* **WHAT YOU WILL DO**: Each line of the records that holds the word "directory" should be copied out.

* **PROVIDED DATA**:
++++++++

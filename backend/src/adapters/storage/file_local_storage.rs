//! File-based Local Storage Adapter
//!
//! Stores one file per key under a base directory. Key names are
//! sanitized into file names; the original key is kept in a small header
//! line so `keys()` can report it back unchanged.

use async_trait::async_trait;
use std::io::ErrorKind;
use std::path::{Path, PathBuf};
use tokio::fs;

use crate::ports::{LocalStorage, StorageError};

const FILE_EXTENSION: &str = "json";
const KEY_HEADER: &str = "#key:";

/// File-based key-value storage
#[derive(Debug, Clone)]
pub struct FileLocalStorage {
    base_path: PathBuf,
}

impl FileLocalStorage {
    /// Create a storage rooted at `base_path`
    ///
    /// # Example
    /// ```ignore
    /// let storage = FileLocalStorage::new("./data");
    /// ```
    pub fn new<P: AsRef<Path>>(base_path: P) -> Self {
        Self {
            base_path: base_path.as_ref().to_path_buf(),
        }
    }

    /// Get the file path for a key
    fn key_path(&self, key: &str) -> PathBuf {
        self.base_path
            .join(format!("{}.{}", sanitize(key), FILE_EXTENSION))
    }

    /// Ensure the base directory exists
    async fn ensure_dir(&self) -> Result<(), StorageError> {
        fs::create_dir_all(&self.base_path).await.map_err(|e| {
            StorageError::Unavailable(format!("{}: {}", self.base_path.display(), e))
        })
    }
}

/// Maps a key onto a safe file stem.
fn sanitize(key: &str) -> String {
    key.chars()
        .map(|c| {
            if c.is_ascii_alphanumeric() || c == '-' || c == '_' {
                c
            } else {
                '_'
            }
        })
        .collect()
}

fn split_header(raw: &str) -> Option<(&str, &str)> {
    let rest = raw.strip_prefix(KEY_HEADER)?;
    rest.split_once('\n')
}

#[async_trait]
impl LocalStorage for FileLocalStorage {
    async fn get(&self, key: &str) -> Result<Option<String>, StorageError> {
        let path = self.key_path(key);
        match fs::read_to_string(&path).await {
            Ok(raw) => Ok(Some(
                split_header(&raw)
                    .map(|(_, value)| value.to_string())
                    .unwrap_or(raw),
            )),
            Err(e) if e.kind() == ErrorKind::NotFound => Ok(None),
            Err(e) => Err(StorageError::Io(e.to_string())),
        }
    }

    async fn set(&self, key: &str, value: &str) -> Result<(), StorageError> {
        self.ensure_dir().await?;

        let path = self.key_path(key);
        let contents = format!("{}{}\n{}", KEY_HEADER, key, value);

        // Write next to the target and rename so readers never see half a file
        let tmp = path.with_extension("tmp");
        fs::write(&tmp, contents)
            .await
            .map_err(|e| StorageError::write_rejected(key, e.to_string()))?;
        fs::rename(&tmp, &path)
            .await
            .map_err(|e| StorageError::write_rejected(key, e.to_string()))?;

        Ok(())
    }

    async fn remove(&self, key: &str) -> Result<(), StorageError> {
        match fs::remove_file(self.key_path(key)).await {
            Ok(()) => Ok(()),
            Err(e) if e.kind() == ErrorKind::NotFound => Ok(()),
            Err(e) => Err(StorageError::Io(e.to_string())),
        }
    }

    async fn keys(&self) -> Result<Vec<String>, StorageError> {
        let mut dir = match fs::read_dir(&self.base_path).await {
            Ok(dir) => dir,
            Err(e) if e.kind() == ErrorKind::NotFound => return Ok(Vec::new()),
            Err(e) => return Err(StorageError::Io(e.to_string())),
        };

        let mut keys = Vec::new();
        while let Some(entry) = dir
            .next_entry()
            .await
            .map_err(|e| StorageError::Io(e.to_string()))?
        {
            let path = entry.path();
            if path.extension().and_then(|e| e.to_str()) != Some(FILE_EXTENSION) {
                continue;
            }
            let raw = fs::read_to_string(&path)
                .await
                .map_err(|e| StorageError::Io(e.to_string()))?;
            match split_header(&raw) {
                Some((key, _)) => keys.push(key.to_string()),
                None => {
                    if let Some(stem) = path.file_stem().and_then(|s| s.to_str()) {
                        keys.push(stem.to_string());
                    }
                }
            }
        }
        keys.sort();
        Ok(keys)
    }
}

++++++++

* **WRITTEN RESPONSE**:
//! Stores one file per key under a base directory. Key names are
    /// Ensure the base directory exists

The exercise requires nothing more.